食事面では、骨の材料となるカルシウム、カルシウムの吸収を助けるビタミンD、骨の形成を促すビタミンKを積極的に摂取します。
乳製品、小魚、大豆製品、緑黄色野菜、きのこ類などをバランスよく食事に取り入れます。
しかし、食事だけで十分な栄養素を摂るのが難しい場合や、骨粗鬆症の診断がついている場合は、医師の処方に従い、骨粗鬆症治療薬を継続して服用することが、再骨折予防の要となります。
介護サービスの活用と家族が担うサポート
在宅生活を支えるのは家族だけではありません。介護保険サービスをフル活用し、専門職の力を借りることで、本人と家族双方の生活の質(QOL)を守ることができます。
入浴介助や掃除などの生活援助を行う訪問介護(ヘルパー)、自宅でリハビリを行う訪問リハビリ、看護師が健康管理を行う訪問看護など、多様なサービスがあります。
家族の役割は、すべてを自分たちでやることではなく、本人の状態をよく観察し、変化があればケアマネジャーや医師に報告する「司令塔」としての役割です。
また、本人が「自分でできること」は手を出さずに見守り、「できないこと」だけをさりげなくサポートする姿勢が、本人の自立心を育みます。
介護負担を抱え込みすぎず、ショートステイなどを利用して休息を取ることも、長く介護を続けるためには重要です。
Q&A
骨折前と同じように歩けるようになりますか?
元の歩行能力に戻れるかどうかは、年齢、元々の体力、認知機能、リハビリへの意欲など多くの要因に左右されます。
以前と同じようにスタスタ歩けるようになる方もいれば、杖や歩行器が必要になる方もいます。
大切なのは、「以前と全く同じ」を目指すのではなく、現在の身体機能で安全に移動できる手段を獲得し、生活範囲を維持することです。
入院期間はどのくらいが目安ですか?
病院の機能や地域によって異なりますが、急性期病院での手術と初期リハビリで2〜3週間、その後の回復期リハビリ病院で1〜2ヶ月程度、合計で2〜3ヶ月程度の入院となるケースが一般的です。
ただし、自宅の環境が整っていたり、家族のサポートが手厚かったりする場合は、より早期に退院して通所リハビリなどに切り替えることもあります。
手術をしないとどうなりますか?
手術をしない場合、骨がつくまで長期間のベッド上安静が必要となります。
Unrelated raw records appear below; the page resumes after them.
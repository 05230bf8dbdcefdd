//! Which tools the model may call on a given turn, and when to stop.

use sleuth_config::AgentConfig;

use crate::finalize::{ABORT, ANSWER};

/// Broad discovery over the symbol index.
pub const SEARCH_TOOLS: &[&str] = &["searchSymbols", "getUsages"];
/// Neighborhood exploration.
pub const RELATED_TOOLS: &[&str] = &["getRelatedClasses"];
/// Detailed inspection of known code units.
pub const INSPECT_TOOLS: &[&str] = &[
    "getClassSkeletons",
    "getClassSources",
    "getMethodSources",
    "getCallGraphTo",
    "getCallGraphFrom",
];
/// Plain-text search; unlocked by a symbol search when a symbol index exists.
pub const TEXT_TOOLS: &[&str] = &["searchSubstrings", "searchFilenames", "getFileContents"];

/// The tool that unlocks [`TEXT_TOOLS`].
pub const SYMBOL_SEARCH: &str = "searchSymbols";

/// Everything the tool gate looks at.
#[derive(Debug, Clone, Copy, Default, PartialEq, Eq)]
pub struct LoopState {
    pub steps_executed: usize,
    pub beast_mode: bool,
    pub has_symbol_index: bool,
    pub symbol_search_done: bool,
}

/// Names of the tools offered for the next decision.
pub fn permitted_tools(state: &LoopState) -> Vec<&'static str> {
    let mut tools = Vec::new();
    if state.steps_executed > 0 || state.beast_mode {
        tools.extend([ANSWER, ABORT]);
    }
    if state.beast_mode {
        return tools;
    }

    if state.has_symbol_index {
        tools.extend_from_slice(SEARCH_TOOLS);
        tools.extend_from_slice(RELATED_TOOLS);
        tools.extend_from_slice(INSPECT_TOOLS);
    }
    if !state.has_symbol_index || state.symbol_search_done {
        tools.extend_from_slice(TEXT_TOOLS);
    }
    tools
}

/// Outcome of a budget check.
#[derive(Debug, Clone, Copy, PartialEq, Eq)]
pub enum BudgetVerdict {
    Continue,
    /// Only finalize tools from now on
    BeastMode,
    Stop,
}

/// Soft token budget over the action history.
#[derive(Debug, Clone, Copy, PartialEq)]
pub struct Budget {
    pub tokens: usize,
    pub beast_ratio: f64,
    pub stop_ratio: f64,
}

impl Budget {
    pub fn from_config(config: &AgentConfig) -> Self {
        Self {
            tokens: config.token_budget,
            beast_ratio: config.beast_mode_ratio,
            stop_ratio: config.stop_ratio,
        }
    }

    /// `discovered`: at least one step produced something useful.
    pub fn assess(&self, history_tokens: usize, discovered: bool) -> BudgetVerdict {
        let used = history_tokens as f64;
        let budget = self.tokens as f64;
        if used >= self.stop_ratio * budget {
            BudgetVerdict::Stop
        } else if discovered && used >= self.beast_ratio * budget {
            BudgetVerdict::BeastMode
        } else {
            BudgetVerdict::Continue
        }
    }
}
その結果、筋力が著しく低下し、関節が固まり、そのまま寝たきり状態になる可能性が非常に高くなります。
また、肺炎や床ずれなどの合併症を起こしやすく、生命予後にも影響します。特別な事情がない限り、早期離床を目指して手術を行うことが推奨されています。
年齢が高くても手術は可能ですか?
90代や100歳を超える方であっても、手術を行うことは珍しくありません。年齢そのものよりも、心臓や肺などの臓器の機能が保たれているかどうかが判断基準となります。
むしろ高齢であるほど、臥床期間を短くして寝たきりを防ぐために、手術による早期離床の重要性が高まると考えられています。医師はリスクとベネフィットを慎重に評価して判断します。